PICKING YOUR POISON: A PRACTICAL GUIDE TO PRICED ROUNDS, SAFES, AND CONVERTIBLE NOTES IN HEALTH TECH ANGEL INVESTING
DISCLAIMER: The views and opinions expressed in this essay are solely my own and do not reflect the views, opinions, or positions of my employer or any organization with which I am affiliated.
Abstract
This essay examines the three primary investment instruments available to health tech angel investors: priced equity rounds, Simple Agreements for Future Equity (SAFEs), and convertible notes. Each mechanism presents distinct advantages and trade-offs that become particularly pronounced in the healthcare technology sector due to longer development cycles, complex regulatory pathways, and significant capital requirements.
Key points covered:
- Priced equity rounds provide immediate ownership and clarity but require extensive legal work and negotiation
- SAFEs offer simplicity and speed but can create misalignment between founders and early investors
- Convertible notes balance investor protections with operational efficiency but introduce debt dynamics
- Health tech specific considerations including FDA approval timelines, reimbursement uncertainty, and clinical validation requirements
- Practical scenarios demonstrating when each instrument makes strategic sense
- Common pitfalls and negotiation strategies for angel investors
Table of Contents
Introduction
Priced Equity Rounds: The Gold Standard with a Price Tag
SAFEs: The Darling of Silicon Valley
Convertible Notes: The Middle Ground
Health Tech Specific Considerations
When Each Instrument Makes Sense
Common Mistakes and How to Avoid Them
Conclusion
INTRODUCTION
So you’re writing checks into health tech startups and someone just sent you their term sheet or investment docs and you’re staring at it wondering whether you should be excited about that SAFE with a twenty million dollar cap or concerned that they’re trying to raise a priced round at a fifteen million pre-money valuation when they’ve got nothing but a PowerPoint and a partnership with a single community health center.

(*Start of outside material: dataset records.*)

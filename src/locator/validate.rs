//! Validation and normalization of [`RawLocator`] into [`Locator`].
//!
//! Every problem is collected into the issue list so callers see them all at
//! once, in the manner of a config validation pass.

use crate::cache::get_or_compile_regex;
use crate::locator::errors::SyntaxIssue;
use crate::locator::schema::{
    is_all_digits, Anchor, AnchorClause, FilterKind, FilterSpec, FilterValue, Locator, ObjectType,
    RawAnchor, RawFilter, RawLocator, RawValue, RelationKind, MAX_ANCHOR_DEPTH,
};
use crate::locator::UnknownFilterPolicy;

/// Alias accepted for `type`: a paragraph searched by text.
const TEXT_ALIAS: &str = "text";

#[derive(Debug, Clone, Copy)]
pub(crate) struct Options {
    pub strict: bool,
    pub unknown_filters: UnknownFilterPolicy,
}

/// Validate `raw`, pushing issues with field names prefixed by `prefix`.
/// Returns the normalized locator when this level produced no issues.
pub(crate) fn build(
    raw: &RawLocator,
    opts: Options,
    prefix: &str,
    issues: &mut Vec<SyntaxIssue>,
) -> Option<Locator> {
    let before = issues.len();
    let field = |name: &str| format!("{prefix}{name}");

    let (object_type, is_text_alias) = match raw.object_type.as_deref().map(str::trim) {
        None | Some("") => {
            issues.push(SyntaxIssue::new(field("type"), "object type is required"));
            (None, false)
        }
        Some(name) if name.eq_ignore_ascii_case(TEXT_ALIAS) => (Some(ObjectType::Paragraph), true),
        Some(name) => match ObjectType::from_name(name) {
            Some(ty) => (Some(ty), false),
            None => {
                let known = ObjectType::ALL.iter().map(|ty| ty.as_str());
                issues.push(SyntaxIssue::new(
                    field("type"),
                    unknown_message("object type", name, known),
                ));
                (None, false)
            }
        },
    };

    let mut value = match &raw.value {
        Some(RawValue::Int(n)) => Some(n.to_string()),
        Some(RawValue::Text(s)) => Some(s.clone()).filter(|s| !s.is_empty()),
        None => None,
    };
    let mut treat_as_index = raw
        .treat_as_index
        .unwrap_or_else(|| value.as_deref().is_some_and(is_all_digits));

    let mut filters = Vec::new();
    for (idx, entry) in raw.filters.iter().flatten().enumerate() {
        let filter_field = field(&format!("filters[{idx}]"));
        if let Some(spec) = build_filter(entry, &filter_field, opts, issues) {
            filters.push(spec);
        }
    }

    if is_text_alias {
        if let Some(text) = value.take() {
            filters.push(FilterSpec::new(FilterKind::ContainsText, text));
        }
        treat_as_index = false;
    }

    for (bound, kind) in [(raw.start, FilterKind::RangeStart), (raw.end, FilterKind::RangeEnd)] {
        match bound {
            Some(n) if n < 0 => issues.push(SyntaxIssue::new(
                field(kind.as_str().trim_start_matches("range_")),
                format!("must be a non-negative integer, got {n}"),
            )),
            Some(n) => filters.push(FilterSpec::new(kind, n)),
            None => {}
        }
    }

    let anchor = build_anchor(raw, opts, prefix, issues);

    if let Some(ty) = object_type {
        check_type_rules(ty, raw, value.as_deref(), &filters, prefix, issues);
        if opts.strict
            && matches!(ty, ObjectType::Paragraph | ObjectType::Table)
            && anchor.is_none()
            && value.is_none()
            && filters.is_empty()
        {
            issues.push(SyntaxIssue::new(
                field("value"),
                format!("{ty} locator needs a value or at least one filter"),
            ));
        }
    }

    if issues.len() > before {
        return None;
    }

    Some(Locator {
        object_type: object_type?,
        value,
        filters,
        anchor: anchor.flatten(),
        treat_as_index,
    })
}

/// One filter entry: `{kind: value}`, or the `{type: kind, value: v}` pair
/// some older clients produce.
fn build_filter(
    entry: &RawFilter,
    field: &str,
    opts: Options,
    issues: &mut Vec<SyntaxIssue>,
) -> Option<FilterSpec> {
    let (name, value) = match (entry.len(), entry.get("type"), entry.get("value")) {
        (2, Some(FilterValue::Text(kind)), Some(value)) => (kind.as_str(), value),
        (1, _, _) => {
            let (name, value) = entry.iter().next()?;
            (name.as_str(), value)
        }
        _ => {
            issues.push(SyntaxIssue::new(
                field,
                "filter must be a single kind/value pair",
            ));
            return None;
        }
    };

    let Some(kind) = FilterKind::from_name(name) else {
        match opts.unknown_filters {
            UnknownFilterPolicy::Ignore => {
                tracing::warn!(filter = name, "ignoring unknown filter");
            }
            UnknownFilterPolicy::Reject => {
                let known = FilterKind::ALL.iter().map(|kind| kind.as_str());
                issues.push(SyntaxIssue::new(field, unknown_message("filter", name, known)));
            }
        }
        return None;
    };

    match normalize_filter_value(kind, value) {
        Ok(value) => Some(FilterSpec { kind, value }),
        Err(message) => {
            issues.push(SyntaxIssue::new(format!("{field}.{kind}"), message));
            None
        }
    }
}

fn normalize_filter_value(kind: FilterKind, value: &FilterValue) -> Result<FilterValue, String> {
    match kind {
        FilterKind::Index | FilterKind::RowIndex | FilterKind::ColumnIndex | FilterKind::TableIndex => value
            .as_int()
            .map(FilterValue::Int)
            .ok_or_else(|| format!("expected an integer, got {value}")),
        FilterKind::RangeStart | FilterKind::RangeEnd => match value.as_int() {
            Some(n) if n >= 0 => Ok(FilterValue::Int(n)),
            _ => Err(format!("expected a non-negative integer, got {value}")),
        },
        FilterKind::IsBold | FilterKind::IsListItem => value
            .as_bool()
            .map(FilterValue::Bool)
            .ok_or_else(|| format!("expected true or false, got {value}")),
        FilterKind::TextMatchesRegex => {
            let FilterValue::Text(pattern) = value else {
                return Err(format!("expected a pattern string, got {value}"));
            };
            get_or_compile_regex(pattern)
                .map(|_| value.clone())
                .map_err(|e| format!("invalid regular expression: {e}"))
        }
        FilterKind::HasStyle => match value {
            FilterValue::Int(_) => Err(format!("expected a boolean or style name, got {value}")),
            other => Ok(other.clone()),
        },
        FilterKind::ContainsText | FilterKind::ShapeType | FilterKind::Style => {
            Ok(FilterValue::Text(value.as_text().into_owned()))
        }
    }
}

/// `Some(None)` means "no anchor"; `None` means the anchor was invalid.
fn build_anchor(
    raw: &RawLocator,
    opts: Options,
    prefix: &str,
    issues: &mut Vec<SyntaxIssue>,
) -> Option<Option<AnchorClause>> {
    let field = |name: &str| format!("{prefix}{name}");
    let relation = raw.relation.as_deref().map(str::trim).filter(|r| !r.is_empty());

    let relation = match (&raw.anchor, relation) {
        (None, None) => return Some(None),
        (None, Some(_)) => {
            issues.push(SyntaxIssue::new(field("anchor"), "relation requires an anchor"));
            return None;
        }
        (Some(_), None) => {
            issues.push(SyntaxIssue::new(field("relation"), "anchor requires a relation"));
            None
        }
        (Some(_), Some(name)) => match RelationKind::from_name(name) {
            Some(rel) => Some(rel),
            None => {
                let known = RelationKind::ALL.iter().map(|rel| rel.as_str());
                issues.push(SyntaxIssue::new(
                    field("relation"),
                    unknown_message("relation", name, known),
                ));
                None
            }
        },
    };

    let target = match raw.anchor.as_ref()? {
        RawAnchor::Id(id) if id.trim().is_empty() => {
            issues.push(SyntaxIssue::new(field("anchor"), "anchor cannot be empty"));
            None
        }
        RawAnchor::Id(id) => Some(Anchor::Id(id.trim().to_string())),
        RawAnchor::Locator(_) if prefix.matches("anchor.").count() >= MAX_ANCHOR_DEPTH => {
            issues.push(SyntaxIssue::new(
                "anchor",
                format!("anchors nest deeper than {MAX_ANCHOR_DEPTH} levels"),
            ));
            None
        }
        RawAnchor::Locator(nested) => {
            let nested_opts = Options {
                strict: false,
                ..opts
            };
            build(nested, nested_opts, &field("anchor."), issues)
                .map(|locator| Anchor::Locator(Box::new(locator)))
        }
    };

    Some(Some(AnchorClause {
        target: target?,
        relation: relation?,
    }))
}

fn check_type_rules(
    ty: ObjectType,
    raw: &RawLocator,
    value: Option<&str>,
    filters: &[FilterSpec],
    prefix: &str,
    issues: &mut Vec<SyntaxIssue>,
) {
    let field = |name: &str| format!("{prefix}{name}");
    match ty {
        ObjectType::Paragraph if raw.treat_as_index == Some(true) => {
            if let Some(value) = value {
                if !value.trim().parse::<u64>().is_ok_and(|n| n > 0) {
                    issues.push(SyntaxIssue::new(
                        field("value"),
                        format!("paragraph index must be a positive integer, got '{value}'"),
                    ));
                }
            }
        }
        ObjectType::Table => {
            if let Some(value) = value.filter(|v| is_all_digits(v)) {
                if !value.parse::<u64>().is_ok_and(|n| n > 0) {
                    issues.push(SyntaxIssue::new(
                        field("value"),
                        format!("table index must be a positive integer, got '{value}'"),
                    ));
                }
            }
        }
        ObjectType::DocumentStart | ObjectType::DocumentEnd => {
            if value.is_some() {
                issues.push(SyntaxIssue::new(
                    field("value"),
                    format!("{ty} does not take a value"),
                ));
            }
            if !filters.is_empty() {
                issues.push(SyntaxIssue::new(
                    field("filters"),
                    format!("{ty} does not take filters"),
                ));
            }
        }
        _ => {}
    }
}

fn unknown_message<'a>(what: &str, name: &str, known: impl Iterator<Item = &'a str> + Clone) -> String {
    match suggest(name, known.clone()) {
        Some(close) => format!("unknown {what} '{name}', did you mean '{close}'?"),
        None => {
            let all: Vec<&str> = known.collect();
            format!("unknown {what} '{name}' (expected one of: {})", all.join(", "))
        }
    }
}

fn suggest<'a>(name: &str, known: impl Iterator<Item = &'a str>) -> Option<&'a str> {
    let name = name.to_ascii_lowercase();
    known
        .map(|candidate| (candidate, strsim::jaro_winkler(&name, candidate)))
        .filter(|(_, score)| *score >= 0.85)
        .max_by(|a, b| a.1.total_cmp(&b.1))
        .map(|(candidate, _)| candidate)
}
//! Integration tests for locator resolution.
//!
//! Most scenarios run against `tests/fixtures/report.json`:
//!
//! ```text
//! [  0, 16)  Quarterly Report            Heading 1
//! [ 17, 46)  Revenue grew in every region.
//! [ 47, 58)  Key figures                 bold
//! [ 59, 92)  table 3x2: Region/Revenue, North/120, South/95
//! [ 93,100)  Outlook                     Heading 2
//! [101,117)  Hiring continues            list item "1."
//! [118,133)  Costs stay flat             list item "2."
//! [134,135)  picture
//! [136,137)  chart
//! [138,164)  Appendix: revenue by month
//! ```

mod anchors;
mod cache;
mod engine;
mod properties;

use docsel::{MemoryDocument, Selection};

pub fn report() -> MemoryDocument {
    MemoryDocument::from_json(include_str!("../fixtures/report.json")).unwrap()
}

pub fn texts(selection: &Selection) -> Vec<&str> {
    selection.ranges().iter().map(|r| r.text.as_str()).collect()
}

Welcome to one of the more consequential decisions you’ll make as an angel investor, and one that doesn’t get nearly enough attention in all those Medium posts about how to build a killer portfolio.
The instrument you choose or accept isn’t just about the math, although the math definitely matters and we’ll get into that. It’s about alignment, it’s about what happens when things go sideways, and it’s about whether you’ll have any meaningful say in the company’s future or whether you’ll just be along for the ride hoping that Series A investors don’t totally screw you with their participation rights and liquidation preferences. In health tech specifically, where the journey from idea to revenue can take five to seven years instead of the two to three you might see in pure software plays, these decisions compound in weird and often painful ways.
I’ve seen brilliant companies raise on instruments that made zero sense for their stage and trajectory, and I’ve seen founders make choices that seemed smart at the time but created cap table disasters that ultimately killed their ability to raise follow-on funding. I’ve also personally made the mistake of accepting whatever docs the lead investor wanted to use without really thinking through whether those docs served my interests as a small check angel investor, and I’ve paid for that mistake when those companies had down rounds or complex recaps that left me with almost nothing despite the company technically being worth more on paper.